Thérèse Darras, née le 6 novembre 1883 à Villers-Saint-Frambourg (Oise), dirigeait avec son mari Paul Danré la grosse ferme de Puiseux, à peu de distance du département de l’Aisne. Cette ferme, qui appartenait au couple, comptait une cinquantaine de domestiques pour s’occuper des champs et d’un cheptel important et varié. Son mari mobilisé, Thérèse resta à Puiseux avec ses quatre enfants pour essayer de défendre son bien. Elle écrivit au jour le jour, du 1er septembre 1914 au 2 avril 1915, témoignant de sentiments patriotiques et catholiques.
Les Allemands apparurent le 1er septembre, dans leur marche vers Paris, mais cela n’interrompit point les moissons. Thérèse pensait avec inquiétude à son mari et à ses parents, et plaçait sa confiance dans la protection divine. Ainsi, le 10 septembre : « Je suis dans l’anxiété. J’ai peur de me trouver en pleine bataille ; mais j’ai confiance en Dieu, je lui recommande toute ma maisonnée. Il la protègera comme il l’a fait jusqu’ici. » Parmi les Allemands, certains sont brutaux et pillards ; d’autres plus sympathiques. Plusieurs parlent français. Les Français reviennent le 13 septembre, dans le prolongement de la victoire de la Marne. La ferme se trouve alors au cœur des combats. Les blessés et les enfants sont mis à l’abri dans les carrières proches : « Toujours dans l’isolement ! Quelle épreuve ! Nous logeons toujours dans la carrière. Le soir, nous mettons nos matelas sur la paille et nous nous y étendons tout habillés. Des moutons sont à côté de nous, enfermés derrière les claies ; nous avons aussi une vache de peur qu’on nous la prenne. » Thérèse participe aux soins des blessés, en ayant pris des leçons auprès des soldats eux-mêmes, puis d’un major.
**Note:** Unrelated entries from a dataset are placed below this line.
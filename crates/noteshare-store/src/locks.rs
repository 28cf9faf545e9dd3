//! Per-note async locks.
//!
//! Edit, delete and share each read a note, check the requester, then write.
//! Holding a [`NoteGuard`] for the note id across those steps keeps a
//! concurrent writer on the same note from slipping in between. Different
//! notes never contend, and slots are dropped once nobody holds or waits on
//! them.

use std::collections::HashMap;
use std::sync::{Arc, Mutex, MutexGuard};

use noteshare_core::NoteId;
use tokio::sync::{Mutex as AsyncMutex, OwnedMutexGuard};

#[derive(Debug, Default)]
struct Slot {
    mutex: Arc<AsyncMutex<()>>,
    // Holders plus waiters, including waiters whose future is still pending.
    users: usize,
}

#[derive(Debug, Default)]
pub struct NoteLocks {
    slots: Mutex<HashMap<NoteId, Slot>>,
}

impl NoteLocks {
    pub fn new() -> Self {
        Self::default()
    }

    /// Wait for exclusive access to `id`.
    ///
    /// Cancelling the returned future releases the slot reservation.
    pub async fn lock(&self, id: NoteId) -> NoteGuard<'_> {
        let slot = SlotRef::reserve(self, id);
        let guard = Arc::clone(&slot.mutex).lock_owned().await;
        NoteGuard {
            _guard: guard,
            slot,
        }
    }

    /// Number of notes with a live slot.
    pub fn active(&self) -> usize {
        self.slots().len()
    }

    fn slots(&self) -> MutexGuard<'_, HashMap<NoteId, Slot>> {
        self.slots.lock().unwrap_or_else(|e| e.into_inner())
    }
}

/// A counted reservation on one slot, alive from the first poll of
/// [`NoteLocks::lock`] until the guard is dropped.
#[derive(Debug)]
struct SlotRef<'a> {
    locks: &'a NoteLocks,
    id: NoteId,
    mutex: Arc<AsyncMutex<()>>,
}

impl<'a> SlotRef<'a> {
    fn reserve(locks: &'a NoteLocks, id: NoteId) -> Self {
        let mut slots = locks.slots();
        let slot = slots.entry(id).or_default();
        slot.users += 1;
        Self {
            locks,
            id,
            mutex: Arc::clone(&slot.mutex),
        }
    }
}

impl Drop for SlotRef<'_> {
    fn drop(&mut self) {
        let mut slots = self.locks.slots();
        if let Some(slot) = slots.get_mut(&self.id) {
            slot.users -= 1;
            if slot.users == 0 {
                slots.remove(&self.id);
            }
        }
    }
}

/// Exclusive access to one note id. Released on drop.
#[derive(Debug)]
pub struct NoteGuard<'a> {
    // Declared first so the mutex is released before the reservation.
    _guard: OwnedMutexGuard<()>,
    slot: SlotRef<'a>,
}

impl NoteGuard<'_> {
    pub fn id(&self) -> NoteId {
        self.slot.id
    }
}
//! noteshare-server: HTTP API server for noteshare
//!
//! This crate provides:
//! - REST endpoints for listing, creating, editing, deleting and sharing notes
//! - JSON error responses mapped from the access-controlled store
//! - Request IDs, tracing and CORS middleware
//!
//! # Usage
//!
//! ```rust,ignore
//! use noteshare_server::{config::ServerConfig, connect_notes, middleware, routes, AppState};
//!
//! let config = ServerConfig::from_env()?;
//! let notes = connect_notes(&config).await?;
//! let router = routes::build_router(AppState::new(notes, config.clone()));
//! let app = middleware::apply(router, &config)?;
//! ```

pub mod config;
pub mod error;
pub mod extract;
pub mod middleware;
pub mod routes;
pub mod state;

use std::sync::Arc;

use noteshare_core::AccessPolicy;
use noteshare_store::{
    AccessControlledNoteStore, DocumentStore, MemoryStore, PgStore, StoreConfig, StoreResult,
};

// Re-exports for convenience
pub use config::{ConfigError, ServerConfig};
pub use error::{ApiError, ApiResult};
pub use state::AppState;

// Re-export dependent crates
pub use noteshare_core;
pub use noteshare_store;

/// Build the access-controlled store described by `config`.
///
/// Connects to PostgreSQL when `database_url` is set, otherwise keeps notes
/// in memory for the lifetime of the process.
pub async fn connect_notes(config: &ServerConfig) -> StoreResult<AccessControlledNoteStore> {
    let backend: Arc<dyn DocumentStore> = match &config.database_url {
        Some(url) => Arc::new(PgStore::connect(StoreConfig::from_url(url.clone())).await?),
        None => {
            tracing::warn!("DATABASE_URL not set, notes are kept in memory only");
            Arc::new(MemoryStore::new())
        }
    };

    Ok(AccessControlledNoteStore::new(backend)
        .with_policy(AccessPolicy {
            delete: config.delete_policy,
        })
        .with_timeout(config.store_timeout))
}
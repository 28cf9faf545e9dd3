//! Schema definitions and migration utilities.
//!
//! The only table is `notes`. The bootstrap script is embedded at compile
//! time and uses `IF NOT EXISTS`, so running it repeatedly is harmless.

use sqlx::PgPool;

use crate::error::{StoreError, StoreResult};

/// Embedded bootstrap SQL for the notes table (001_notes.sql).
pub const NOTES_MIGRATION: &str = include_str!("../../../migrations/001_notes.sql");

/// Run the bootstrap script against the database.
///
/// # Errors
///
/// Returns [`StoreError::Migration`] if the script fails to execute.
pub async fn run_migrations(pool: &PgPool) -> StoreResult<()> {
    tracing::info!("Running database migrations...");

    tracing::debug!("Running notes migration (001_notes.sql)...");
    sqlx::raw_sql(NOTES_MIGRATION)
        .execute(pool)
        .await
        .map_err(|e| StoreError::Migration(format!("Notes migration failed: {}", e)))?;

    tracing::info!("Migrations completed successfully");
    Ok(())
}

/// Check if the schema has been initialized.
///
/// Returns true if the `notes` table exists.
pub async fn is_schema_initialized(pool: &PgPool) -> StoreResult<bool> {
    let result: (bool,) = sqlx::query_as(
        r#"
        SELECT EXISTS (
            SELECT FROM information_schema.tables
            WHERE table_schema = 'public'
            AND table_name = 'notes'
        )
        "#,
    )
    .fetch_one(pool)
    .await?;

    Ok(result.0)
}
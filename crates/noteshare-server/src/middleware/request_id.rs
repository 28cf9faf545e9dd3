//! Request ID middleware for tracing requests.
//!
//! An incoming `x-request-id` is kept; otherwise a UUID is generated. The id
//! is recorded on the request span and echoed on the response.

use axum::body::Body;
use http::{HeaderName, HeaderValue, Request};
use tower_http::request_id::{
    MakeRequestId, PropagateRequestIdLayer, RequestId, SetRequestIdLayer,
};
use uuid::Uuid;

/// Header name for request ID.
pub const REQUEST_ID_HEADER: &str = "x-request-id";

/// Generate UUID-based request IDs.
#[derive(Clone, Copy, Debug, Default)]
pub struct MakeRequestUuid;

impl MakeRequestId for MakeRequestUuid {
    fn make_request_id<B>(&mut self, _request: &Request<B>) -> Option<RequestId> {
        HeaderValue::from_str(&Uuid::new_v4().to_string())
            .ok()
            .map(RequestId::new)
    }
}

/// Layer that assigns a request ID when the client did not send one.
pub fn set_request_id_layer() -> SetRequestIdLayer<MakeRequestUuid> {
    SetRequestIdLayer::new(HeaderName::from_static(REQUEST_ID_HEADER), MakeRequestUuid)
}

/// Layer that copies the request ID onto the response.
pub fn propagate_request_id_layer() -> PropagateRequestIdLayer {
    PropagateRequestIdLayer::new(HeaderName::from_static(REQUEST_ID_HEADER))
}

/// Span for an HTTP request, tagged with its request ID.
pub fn request_span(request: &Request<Body>) -> tracing::Span {
    let request_id = request
        .headers()
        .get(REQUEST_ID_HEADER)
        .and_then(|value| value.to_str().ok())
        .unwrap_or("-");

    tracing::info_span!(
        "request",
        method = %request.method(),
        uri = %request.uri(),
        request_id = %request_id,
    )
}
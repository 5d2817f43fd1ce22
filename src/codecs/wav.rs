use std::fs::File;
use std::io::BufWriter;
use std::marker::PhantomData;
use std::path::Path;

use log::{debug, trace, warn};

use crate::codecs::{Format, Sample, Sink};
use crate::prelude::*;

// Header layout
const HEADER_SIZE: usize = 44;
const RIFF_SIZE_OFFSET: u64 = 4;
const DATA_SIZE_OFFSET: u64 = 40;
const CHUNK_HEADER_SIZE: usize = 8;
// RIFF size before data and metadata are counted
const RIFF_SIZE_BASE: u64 = 32;

const STANDARD_FMT_CHUNK_SIZE: u32 = 16;

/// Streaming PCM WAVE writer.
///
/// The 44 byte header is written on the first write with zeroed size fields,
/// samples are appended as they arrive, and [`Encoder::close`] appends the
/// LIST/INFO chunk and patches the RIFF and data sizes in place.
///
/// `S` fixes the sample width; it must match `format.bits_per_sample`.
#[derive(Debug)]
pub struct Encoder<S: Sample, W: Sink> {
    sink: W,

    audio_format: u16,
    channels: u16,
    sample_rate: u32,
    byte_rate: u32,
    block_align: u16,
    bits_per_sample: u16,

    samples: u64,
    data_bytes: u64,
    header_written: bool,
    info: InfoList,
    _sample: PhantomData<S>,
}

impl<S: Sample> Encoder<S, BufWriter<File>> {
    /// Creates (or truncates) `path` and encodes into it.
    pub fn create<P: AsRef<Path>>(path: P, format: Format) -> Result<Self> {
        let file = File::create(path)?;
        Self::new(BufWriter::new(file), format)
    }
}

impl<S: Sample, W: Sink> Encoder<S, W> {
    pub fn new(sink: W, format: Format) -> Result<Self> {
        if format.bits_per_sample != S::BITS {
            return Err(WaveError::SampleWidthMismatch {
                expected: format.bits_per_sample,
                actual: S::BITS,
            });
        }
        if format.channels == 0 {
            return Err(WaveError::NoChannels);
        }

        Ok(Encoder {
            sink,
            audio_format: format.audio_format,
            channels: format.channels,
            sample_rate: format.sample_rate,
            byte_rate: format.byte_rate(),
            block_align: format.block_align(),
            bits_per_sample: format.bits_per_sample,
            samples: 0,
            data_bytes: 0,
            header_written: false,
            info: InfoList::new(),
            _sample: PhantomData,
        })
    }

    pub fn format(&self) -> Format {
        Format {
            audio_format: self.audio_format,
            channels: self.channels,
            sample_rate: self.sample_rate,
            bits_per_sample: self.bits_per_sample,
        }
    }

    pub fn byte_rate(&self) -> u32 {
        self.byte_rate
    }

    pub fn block_align(&self) -> u16 {
        self.block_align
    }

    /// Samples written so far, counted per channel.
    pub fn samples_written(&self) -> u64 {
        self.samples
    }

    /// Queues metadata entries. They are only serialized by [`Encoder::close`].
    pub fn add_info<I: IntoIterator<Item = Info>>(&mut self, info: I) {
        self.info.extend(info);
    }

    /// Writes one channel's sample of one frame.
    pub fn write_sample(&mut self, sample: S) -> Result<()> {
        let len = (S::BITS / 8) as u64;
        self.check_size(len)?;
        self.ensure_header()?;
        sample.write_le(&mut self.sink)?;
        self.samples += 1;
        self.data_bytes += len;
        Ok(())
    }

    /// Writes already encoded, interleaved little-endian samples. The buffer
    /// must hold whole frames.
    pub fn write_raw(&mut self, data: &[u8]) -> Result<usize> {
        let bits = data.len() * 8;
        let frame_bits = self.bits_per_sample as u32 * self.channels as u32;
        if bits % frame_bits as usize != 0 {
            return Err(WaveError::FrameMisaligned {
                len: data.len(),
                frame_bits,
            });
        }

        self.check_size(data.len() as u64)?;

        self.ensure_header()?;
        self.sink.write_all(data)?;
        self.samples += (bits / self.bits_per_sample as usize) as u64;
        self.data_bytes += data.len() as u64;
        Ok(data.len())
    }

    /// Finishes the stream and hands the sink back.
    ///
    /// Fails without touching the sink if the sample count is not a whole
    /// number of frames, or if the metadata would push the stream past the
    /// 32-bit RIFF size limit.
    pub fn close(mut self) -> Result<W> {
        if self.samples % self.channels as u64 != 0 {
            warn!(
                "refusing to close: {} samples for {} channels",
                self.samples, self.channels
            );
            return Err(WaveError::IncompleteFrame {
                samples: self.samples,
                channels: self.channels,
            });
        }

        self.ensure_header()?;
        let meta_size = self.write_meta()?;
        self.write_header(meta_size)?;
        self.sink.sync()?;
        debug!(
            "closed stream: {} samples, {} metadata bytes",
            self.samples, meta_size
        );
        Ok(self.sink)
    }

    fn ensure_header(&mut self) -> Result<()> {
        if !self.header_written {
            self.write_header(0)?;
        }
        Ok(())
    }

    /// Fails if appending `extra` bytes would overflow the RIFF size field.
    fn check_size(&self, extra: u64) -> Result<()> {
        let size = RIFF_SIZE_BASE + self.data_bytes + extra;
        if size > u32::MAX as u64 {
            return Err(WaveError::SizeLimitExceeded { size });
        }
        Ok(())
    }

    /// Writes the full header the first time, patches the two size fields
    /// on every later call and returns to the end of the stream.
    fn write_header(&mut self, meta_size: u32) -> Result<()> {
        let size = RIFF_SIZE_BASE + self.data_bytes + meta_size as u64;
        let riff_size =
            u32::try_from(size).map_err(|_| WaveError::SizeLimitExceeded { size })?;
        // data_bytes <= riff_size, so this cannot fail
        let data_size = self.data_bytes as u32;

        if self.header_written {
            debug!("patching header: riff size {riff_size}, data size {data_size}");
            self.sink.seek(SeekFrom::Start(RIFF_SIZE_OFFSET))?;
            self.sink.write_u32::<LittleEndian>(riff_size)?;
            self.sink.seek(SeekFrom::Start(DATA_SIZE_OFFSET))?;
            self.sink.write_u32::<LittleEndian>(data_size)?;
            self.sink.seek(SeekFrom::End(0))?;
            return Ok(());
        }

        let mut header = Vec::with_capacity(HEADER_SIZE);
        header.write_all(Marker::RIFF.as_bytes())?;
        header.write_u32::<LittleEndian>(riff_size)?;
        header.write_all(Marker::WAVE.as_bytes())?;

        // ---- fmt chunk ----
        header.write_all(Marker::FMT.as_bytes())?;
        header.write_u32::<LittleEndian>(STANDARD_FMT_CHUNK_SIZE)?;
        header.write_u16::<LittleEndian>(self.audio_format)?;
        header.write_u16::<LittleEndian>(self.channels)?;
        header.write_u32::<LittleEndian>(self.sample_rate)?;
        header.write_u32::<LittleEndian>(self.byte_rate)?;
        header.write_u16::<LittleEndian>(self.block_align)?;
        header.write_u16::<LittleEndian>(self.bits_per_sample)?;

        // ---- data chunk ----
        header.write_all(Marker::DATA.as_bytes())?;
        header.write_u32::<LittleEndian>(data_size)?;

        self.sink.write_all(&header)?;
        self.header_written = true;
        debug!(
            "wrote header: {} ch, {} Hz, {} bits",
            self.channels, self.sample_rate, self.bits_per_sample
        );
        Ok(())
    }

    /// Appends the LIST/INFO chunk and returns the number of bytes written.
    fn write_meta(&mut self) -> Result<u32> {
        if !self.info.contains(Marker::ISFT) {
            self.info.push(Info::new(Marker::ISFT, SOFTWARE));
        }
        let payload = self.info.encode()?;
        if payload.is_empty() {
            return Ok(0);
        }

        let size = CHUNK_HEADER_SIZE + payload.len();
        self.check_size(size as u64)?;

        let mut chunk = Vec::with_capacity(size);
        chunk.write_all(Marker::LIST.as_bytes())?;
        chunk.write_u32::<LittleEndian>(payload.len() as u32)?;
        chunk.write_all(&payload)?;

        self.sink.write_all(&chunk)?;
        Ok(chunk.len() as u32)
    }
}

/// Byte-level writes go through [`Encoder::write_raw`].
impl<S: Sample, W: Sink> Write for Encoder<S, W> {
    fn write(&mut self, buf: &[u8]) -> std::io::Result<usize> {
        self.write_raw(buf).map_err(|e| match e {
            WaveError::Io(e) => e,
            other => std::io::Error::new(std::io::ErrorKind::InvalidInput, other),
        })
    }

    fn flush(&mut self) -> std::io::Result<()> {
        self.sink.flush()
    }
}

/// What [`inspect`] found in a finished stream.
#[derive(Debug, Clone, PartialEq, Eq)]
pub struct WaveInfo {
    pub format: Format,
    pub riff_size: u32,
    pub data_size: u32,
    pub info: InfoList,
}

impl WaveInfo {
    /// Samples per channel.
    pub fn frames(&self) -> u32 {
        match self.format.block_align() {
            0 => 0,
            align => self.data_size / align as u32,
        }
    }
}

pub fn inspect_file<P: AsRef<Path>>(path: P) -> Result<WaveInfo> {
    let file = File::open(path)?;
    let mapped_file = unsafe { memmap2::MmapOptions::new().map(&file)? };
    inspect(&mapped_file)
}

/// Walks the chunks of a stream written by [`Encoder`], reading `fmt `,
/// the `data` size and a `LIST/INFO` chunk if present. Sample data is
/// skipped, other chunks are ignored.
pub fn inspect(input: &[u8]) -> Result<WaveInfo> {
    if input.len() < 12 {
        return Err(WaveError::NotRiffWave);
    }
    let mut cursor = Cursor::new(input);
    if Marker::read_from(&mut cursor)? != Marker::RIFF {
        return Err(WaveError::NotRiffWave);
    }
    let riff_size = cursor.read_u32::<LittleEndian>()?;
    if Marker::read_from(&mut cursor)? != Marker::WAVE {
        return Err(WaveError::NotRiffWave);
    }

    let mut format = None;
    let mut data_size = None;
    let mut info = InfoList::new();

    while input.len() - cursor.position() as usize >= CHUNK_HEADER_SIZE {
        let marker = Marker::read_from(&mut cursor)?;
        let chunk_size = cursor.read_u32::<LittleEndian>()?;
        let start = cursor.position() as usize;
        let remaining = input.len() - start;
        trace!("chunk '{marker}' at {start}, {chunk_size} bytes");

        match marker {
            // Data is allowed to run short: a stream that was never closed
            // still carries a zero size here.
            Marker::DATA => {
                data_size = Some(chunk_size);
                let skip = (chunk_size as usize).min(remaining);
                cursor.set_position((start + skip) as u64);
                continue;
            }
            _ if chunk_size as usize > remaining => {
                return Err(WaveError::TruncatedChunk {
                    marker,
                    len: chunk_size,
                    remaining,
                });
            }
            Marker::FMT => {
                if chunk_size < STANDARD_FMT_CHUNK_SIZE {
                    return Err(WaveError::TruncatedChunk {
                        marker,
                        len: STANDARD_FMT_CHUNK_SIZE,
                        remaining: chunk_size as usize,
                    });
                }
                let audio_format = cursor.read_u16::<LittleEndian>()?;
                let channels = cursor.read_u16::<LittleEndian>()?;
                let sample_rate = cursor.read_u32::<LittleEndian>()?;
                cursor.read_u32::<LittleEndian>()?; // byte rate
                cursor.read_u16::<LittleEndian>()?; // block align
                let bits_per_sample = cursor.read_u16::<LittleEndian>()?;
                format = Some(Format {
                    audio_format,
                    channels,
                    sample_rate,
                    bits_per_sample,
                });
            }
            Marker::LIST => {
                let payload = &input[start..start + chunk_size as usize];
                if payload.starts_with(Marker::INFO.as_bytes()) {
                    info.extend(InfoList::decode(payload)?);
                }
            }
            _ => {}
        }
        cursor.set_position((start + chunk_size as usize) as u64);
    }

    Ok(WaveInfo {
        format: format.ok_or(WaveError::MissingChunk(Marker::FMT))?,
        riff_size,
        data_size: data_size.ok_or(WaveError::MissingChunk(Marker::DATA))?,
        info,
    })
}
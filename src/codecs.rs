use std::fs::File;
use std::io::BufWriter;

use crate::prelude::*;
mod wav;
pub use wav::{Encoder, WaveInfo, inspect, inspect_file};

/// PCM stream parameters. `byte_rate` and `block_align` are derived.
#[derive(Debug, Clone, Copy, PartialEq, Eq)]
pub struct Format {
    pub audio_format: u16,
    pub channels: u16,
    pub sample_rate: u32,
    pub bits_per_sample: u16,
}

impl Format {
    pub fn pcm(channels: u16, sample_rate: u32, bits_per_sample: u16) -> Self {
        Format {
            audio_format: FORMAT_PCM,
            channels,
            sample_rate,
            bits_per_sample,
        }
    }

    pub fn byte_rate(&self) -> u32 {
        self.sample_rate * self.channels as u32 * self.bits_per_sample as u32 / 8
    }

    pub fn block_align(&self) -> u16 {
        self.channels * self.bits_per_sample / 8
    }
}

/// A fixed-width PCM sample. The width is a property of the type, so an
/// encoder checks it once when it is built instead of on every write.
pub trait Sample: Copy {
    const BITS: u16;

    fn write_le<W: Write>(self, writer: &mut W) -> std::io::Result<()>;
}

/// 8-bit PCM is unsigned, centred on 128.
impl Sample for u8 {
    const BITS: u16 = BIT_DEPTH_8;

    fn write_le<W: Write>(self, writer: &mut W) -> std::io::Result<()> {
        writer.write_u8(self)
    }
}

impl Sample for i16 {
    const BITS: u16 = BIT_DEPTH_16;

    fn write_le<W: Write>(self, writer: &mut W) -> std::io::Result<()> {
        writer.write_i16::<LittleEndian>(self)
    }
}

impl Sample for i32 {
    const BITS: u16 = BIT_DEPTH_32;

    fn write_le<W: Write>(self, writer: &mut W) -> std::io::Result<()> {
        writer.write_i32::<LittleEndian>(self)
    }
}

/// Signed 24-bit sample, three bytes on the wire.
#[derive(Debug, Clone, Copy, PartialEq, Eq, Default)]
pub struct I24(i32);

impl I24 {
    pub const MIN: i32 = -0x80_0000;
    pub const MAX: i32 = 0x7F_FFFF;

    /// `None` when `value` does not fit in 24 bits.
    pub fn new(value: i32) -> Option<Self> {
        (Self::MIN..=Self::MAX).contains(&value).then_some(I24(value))
    }

    /// Keeps the low 24 bits.
    pub fn wrapping(value: i32) -> Self {
        I24((value << 8) >> 8)
    }

    pub fn get(self) -> i32 {
        self.0
    }
}

impl Sample for I24 {
    const BITS: u16 = BIT_DEPTH_24;

    fn write_le<W: Write>(self, writer: &mut W) -> std::io::Result<()> {
        writer.write_i24::<LittleEndian>(self.0)
    }
}

/// Output of an encoder: appendable, seekable for the header patch, and
/// able to push its contents to stable storage.
pub trait Sink: Write + Seek {
    fn sync(&mut self) -> std::io::Result<()> {
        self.flush()
    }
}

impl Sink for File {
    fn sync(&mut self) -> std::io::Result<()> {
        self.flush()?;
        self.sync_all()
    }
}

impl<W: Sink> Sink for BufWriter<W> {
    fn sync(&mut self) -> std::io::Result<()> {
        self.flush()?;
        self.get_mut().sync()
    }
}

impl Sink for Cursor<Vec<u8>> {}

impl Sink for Cursor<&mut Vec<u8>> {}

impl<S: Sink + ?Sized> Sink for &mut S {
    fn sync(&mut self) -> std::io::Result<()> {
        (**self).sync()
    }
}
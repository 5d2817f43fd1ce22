use thiserror::Error;

use crate::marker::Marker;

pub type Result<T> = std::result::Result<T, WaveError>;

#[derive(Debug, Error)]
pub enum WaveError {
    /// Any failure of the underlying sink or file. The encoder is unusable afterwards.
    #[error("I/O error: {0}")]
    Io(#[from] std::io::Error),

    #[error("sample type is {actual} bits wide but the format declares {expected} bits per sample")]
    SampleWidthMismatch { expected: u16, actual: u16 },

    #[error("format must declare at least one channel")]
    NoChannels,

    #[error("{len} bytes is not a whole number of {frame_bits}-bit frames")]
    FrameMisaligned { len: usize, frame_bits: u32 },

    #[error("invalid sample count {samples} for {channels} channels")]
    IncompleteFrame { samples: u64, channels: u16 },

    /// Appending more bytes would overflow a 32-bit RIFF size field.
    #[error("stream would be {size} bytes, beyond the 32-bit RIFF size limit")]
    SizeLimitExceeded { size: u64 },

    #[error("insufficient data: {len} bytes")]
    InsufficientData { len: usize },

    #[error("unexpected tag '{found}', expected '{expected}'")]
    UnexpectedTag { expected: Marker, found: Marker },

    #[error("value of '{marker}' declares {len} bytes but only {remaining} remain")]
    ValueOverrun {
        marker: Marker,
        len: u32,
        remaining: usize,
    },

    #[error("value of '{marker}' is not terminated")]
    MissingTerminator { marker: Marker },

    #[error("value of '{marker}' is not valid UTF-8")]
    InvalidText { marker: Marker },

    #[error("value of '{marker}' contains a NUL byte")]
    EmbeddedTerminator { marker: Marker },

    #[error("value of '{marker}' is too long ({len} bytes)")]
    ValueTooLong { marker: Marker, len: usize },

    #[error("invalid marker length '{text}'")]
    InvalidMarkerLength { text: String },

    #[error("not a RIFF/WAVE stream")]
    NotRiffWave,

    #[error("missing '{0}' chunk")]
    MissingChunk(Marker),

    #[error("chunk '{marker}' declares {len} bytes but only {remaining} remain")]
    TruncatedChunk {
        marker: Marker,
        len: u32,
        remaining: usize,
    },

    #[error("invalid waveform description: {0}")]
    InvalidWaveform(String),
}
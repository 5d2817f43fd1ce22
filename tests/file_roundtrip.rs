use std::fs::File;
use std::io::{Read, Seek, SeekFrom};

use pretty_assertions::assert_eq;
use riffwave_lib::generator::{self, ChannelMap};
use riffwave_lib::*;

#[test]
fn one_second_of_silence_round_trips_through_a_file() {
    let dir = tempfile::tempdir().unwrap();
    let path = dir.path().join("silence.wav");

    let mut encoder: Encoder<i16, _> = Encoder::create(&path, Format::pcm(1, 8_000, 16)).unwrap();
    for _ in 0..8_000 {
        encoder.write_sample(0).unwrap();
    }
    encoder.close().unwrap();

    let found = inspect_file(&path).unwrap();
    assert_eq!(found.format, Format::pcm(1, 8_000, 16));
    assert_eq!(found.data_size, 16_000);
    assert_eq!(found.frames(), 8_000);
    assert_eq!(found.info.iter().filter(|i| i.marker == Marker::ISFT).count(), 1);
    assert_eq!(found.info.get(Marker::ISFT), Some(SOFTWARE));

    let file_len = std::fs::metadata(&path).unwrap().len() as u32;
    let meta_size = file_len - 44 - 16_000;
    assert_eq!(found.riff_size, 32 + 16_000 + meta_size);
}

#[test]
fn metadata_chunk_decodes_back() {
    let dir = tempfile::tempdir().unwrap();
    let path = dir.path().join("tagged.wav");

    let mut encoder: Encoder<i16, _> = Encoder::create(&path, Format::pcm(2, 8_000, 16)).unwrap();
    encoder.add_info([
        Info::new(Marker::INAM, "two tones"),
        Info::new(Marker::ICRD, "1977-09-26 20:00:00"),
    ]);
    let map = ChannelMap::parse(["0:440", "1:880:0.5"]).unwrap();
    generator::render(&mut encoder, &map, 800).unwrap();
    encoder.close().unwrap();

    let mut bytes = Vec::new();
    let mut file = File::open(&path).unwrap();
    file.seek(SeekFrom::Start(44 + 3_200)).unwrap();
    file.read_to_end(&mut bytes).unwrap();

    assert_eq!(&bytes[..4], b"LIST");
    let len = u32::from_le_bytes(bytes[4..8].try_into().unwrap()) as usize;
    assert_eq!(len, bytes.len() - 8);

    let info = InfoList::decode(&bytes[8..]).unwrap();
    assert_eq!(
        info,
        InfoList::from(vec![
            Info::new(Marker::INAM, "two tones"),
            Info::new(Marker::ICRD, "1977-09-26 20:00:00"),
            Info::new(Marker::ISFT, SOFTWARE),
        ])
    );
}

#[test]
fn failed_close_leaves_provisional_header() {
    let dir = tempfile::tempdir().unwrap();
    let path = dir.path().join("partial.wav");

    let mut encoder: Encoder<u8, _> = Encoder::create(&path, Format::pcm(2, 8_000, 8)).unwrap();
    encoder.write_sample(128).unwrap();
    assert!(matches!(
        encoder.close(),
        Err(WaveError::IncompleteFrame { samples: 1, channels: 2 })
    ));

    let bytes = std::fs::read(&path).unwrap();
    assert_eq!(bytes.len(), 45);
    assert_eq!(&bytes[4..8], &32u32.to_le_bytes());
    assert_eq!(&bytes[40..44], &[0, 0, 0, 0]);
}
À partir du 20 septembre, la ferme reste aux mains des Allemands, mais le front est trop proche et il faut évacuer, vers Nampcel. La cohabitation avec les Allemands est supportable : ils distribuent du café, du sucre, du sel, de la viande de cheval ; on peut se procurer du pain. On peut aussi discuter avec eux, même si c’est pour que chacun affirme le droit de sa patrie. Ainsi cet Allemand, qui s’en va et dit au revoir aux enfants, ajoute : « Ces petits vont dire encore des cochons d’Allemands. » Ou bien, lorsque le petit Lucien est monté sur les épaules d’un Allemand, que réussira-t-on à lui faire crier : « Vive la France » ou « Vive l’Allemagne » ou « Vive la France et l’Allemagne » ? Thérèse est également capable d’observer, le 31 janvier 1915, par exemple, que les Allemands sont tristes de repartir vers les tranchées. Elle n’est pas dénuée d’humour lorsque, les femmes étant conduites à la messe par un soldat, elles lui demandent s’il est catholique. Sur sa réponse : « protestant, ajoutant pour s’excuser que ce n’était pas sa faute », elles décident « de prier pour sa conversion » (3 novembre 1914).
Thérèse et ses enfants sont évacués très tôt (le 15 mars 1915) vers la Suisse où ils arrivent le 17 mars, opposant l’accueil chaleureux reçu dans le pays neutre à celui, « glacial » de la France à Évian. Mais c’est beaucoup mieux en Lot-et-Garonne, dernière étape avant les retrouvailles familiales dans la région parisienne et la clôture du journal personnel. En France, Thérèse a pu recevoir une citation à l’ordre de la VIe armée pour les soins donnés aux blessés.
Rémy Cazals
*« Mémoires de Thérèse Danré », présentées par Robert Attal et Denis Rolland, dans Mémoires du Soissonnais, 1999-2001, p. 125-157, illustrations.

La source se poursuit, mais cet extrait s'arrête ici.